Simultaneous mineralization of 2-anilinophenylacetate and denitrification by Ru/Fe modified biocathode double-chamber microbial fuel cell

A double-chamber microbial fuel cell (MFC) with Ru/Fe-modified-biocathode was constructed for simultaneous mineralization of 2-anilinophenylacetate (APA) and denitrification. The factors on performance of simultaneous APA degradation and denitrification were explored. The contributions of ROS to APA degradation were evaluated by EPR and quenching experiments. The microbial community of Ru/Fe-modified-biocathode was determined by high-throughput sequencing. Results showed that low resistance accelerated APA degradation by Ru/Femodified-biocathode, while higher initial APA concentration inhibited microbial activity of the biocathode. The optimum ammonia concentration was 50 mg L-1, while too high or too low ammonia concentration did not favor APA degradation. The APA degradation efficiency of Ru/Fe-modified-biocathode-MFC was higher than that of other modified-cathode-MFCs.
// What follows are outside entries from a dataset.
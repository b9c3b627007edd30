#![cfg_attr(feature = "fail-on-warnings", deny(warnings))]
#![warn(clippy::all, clippy::pedantic, clippy::nursery, clippy::cargo)]
#![allow(clippy::multiple_crate_versions, clippy::cargo_common_metadata)]

//! API request and response types for the outbreak server.
//!
//! These types are serialized to JSON for the REST API. They are separate
//! from the aggregation and forecast types to allow independent evolution of
//! the API contract.

use chrono::{DateTime, Utc};
use outbreak_forecast_models::{ForecastDay, ForecastResult};
use outbreak_stats_models::StateAggregate;
use serde::{Deserialize, Serialize};

/// Aggregated totals for one state as returned by the API.
///
/// Keys are capitalized to match what the dashboard table reads.
#[derive(Debug, Clone, PartialEq, Eq, Serialize, Deserialize)]
#[serde(rename_all = "PascalCase")]
pub struct ApiStateStats {
    /// State label.
    pub state: String,
    /// Total confirmed infections.
    pub confirmed: u64,
    /// Recoveries.
    pub recovered: u64,
    /// Deaths.
    pub deaths: u64,
    /// Active cases.
    pub active: u64,
}

impl From<StateAggregate> for ApiStateStats {
    fn from(agg: StateAggregate) -> Self {
        Self {
            state: agg.state,
            confirmed: agg.confirmed,
            recovered: agg.recovered,
            deaths: agg.deaths,
            active: agg.active,
        }
    }
}

/// Per-metric forecast series for one state.
#[derive(Debug, Clone, PartialEq, Eq, Serialize, Deserialize)]
pub struct ApiForecast {
    /// Forecast confirmed totals.
    pub confirmed: Vec<i64>,
    /// Forecast recovered totals.
    pub recovered: Vec<i64>,
    /// Forecast death totals.
    pub deaths: Vec<i64>,
}

impl From<ForecastResult> for ApiForecast {
    fn from(result: ForecastResult) -> Self {
        Self {
            confirmed: result.confirmed,
            recovered: result.recovered,
            deaths: result.deaths,
        }
    }
}

/// Day-by-day forecast for one state, ready for charting.
#[derive(Debug, Clone, Serialize, Deserialize)]
#[serde(rename_all = "camelCase")]
pub struct ApiDailyForecast {
    /// State label the request resolved to.
    pub state: String,
    /// When the forecast was computed.
    pub generated_at: DateTime<Utc>,
    /// One row per forecast day.
    pub days: Vec<ForecastDay>,
}

impl ApiDailyForecast {
    /// Builds the daily view of `result`, stamped with `generated_at`.
    #[must_use]
    pub fn new(result: &ForecastResult, generated_at: DateTime<Utc>) -> Self {
        Self {
            state: result.state.clone(),
            generated_at,
            days: result.days(),
        }
    }
}

/// Error payload returned with every non-2xx response.
#[derive(Debug, Clone, PartialEq, Eq, Serialize, Deserialize)]
pub struct ApiError {
    /// Human-readable description.
    pub error: String,
}

impl ApiError {
    /// Creates an error payload.
    #[must_use]
    pub fn new(error: impl Into<String>) -> Self {
        Self {
            error: error.into(),
        }
    }
}

/// Health check response.
#[derive(Debug, Serialize, Deserialize)]
#[serde(rename_all = "camelCase")]
pub struct ApiHealth {
    /// Whether the service is healthy.
    pub healthy: bool,
    /// Service version.
    pub version: String,
}

#[cfg(test)]
mod tests {
    use super::*;

    #[test]
    fn state_stats_keys() {
        let stats = ApiStateStats::from(StateAggregate {
            state: "NY".to_string(),
            confirmed: 15,
            recovered: 11,
            deaths: 1,
            active: 3,
        });

        assert_eq!(
            serde_json::to_value(stats).unwrap(),
            serde_json::json!({
                "State": "NY",
                "Confirmed": 15,
                "Recovered": 11,
                "Deaths": 1,
                "Active": 3,
            })
        );
    }

    #[test]
    fn daily_forecast_shape() {
        let result = ForecastResult {
            state: "NY".to_string(),
            confirmed: vec![10],
            recovered: vec![4],
            deaths: vec![1],
        };
        let generated_at = DateTime::from_timestamp(0, 0).unwrap();
        let json = serde_json::to_value(ApiDailyForecast::new(&result, generated_at)).unwrap();

        assert_eq!(json["state"], "NY");
        assert_eq!(json["generatedAt"], "1970-01-01T00:00:00Z");
        assert_eq!(
            json["days"],
            serde_json::json!([{
                "day": 1,
                "confirmed": 10,
                "recovered": 4,
                "deaths": 1,
                "active": 5,
            }])
        );
    }

    #[test]
    fn error_payload() {
        assert_eq!(
            serde_json::to_value(ApiError::new("State not found in the dataset")).unwrap(),
            serde_json::json!({ "error": "State not found in the dataset" })
        );
    }
}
The APA degradation process confirmed to the pseudo-first-order kinetic model, and APA degradation kinetic constant, the maximum removal efficiency of TOC, ammonia and TN were 2.15d-1, 59.70%, 99.20% and 44.56% respectively, signifying a simultaneous APA mineralization and denitrification performance of Ru/Fe-modified-biocathode-MFC. The coulombic efficiency decreased with APA concentration increase. center dot OH was the primary radical in APA degradation progress. Eight kinds of intermediates were measured, and two APA degradation pathways were proposed, among which APA hydroxylation was the main pathway. The microbial community of Ru/Fe-modified-biocathode was dominated with Nitrosomonas at genus level, and enriched with various APA-degraders, nitrifiers, and denitrifiers such as Pseudomonas, Nitrospira, Nitrobacter, Paracoccus, Thermomonas, Dechloromonas, and Clostridium_Sutra_stricto_1. COG analysis showed the redox reaction of Ru/Fe might affect signal transduction and environment adaptation, while FAPROTAX analysis suggested that Ru/Fe-modified-biocathode exhibited higher nitrification activity than that of carbonfelt-biocathode. The synergistic mechanism of simultaneous APA mineralization and denitrification was mainly redox reaction of Ru/Fe and supplemented by aerobic biodegradation. (c) 2021 Elsevier B.V. All rights reserved.

Automated summary

The constructed double-chamber microbial fuel cell with Ru/Fe-modified-biocathode achieved simultaneous mineralization of 2-anilinophenylacetate (APA) and denitrification. Factors affecting performance were explored, showing that Ru/Fe-modified-biocathode had high APA degradation efficiency, with optimal ammonia concentration of 50 mg L-1.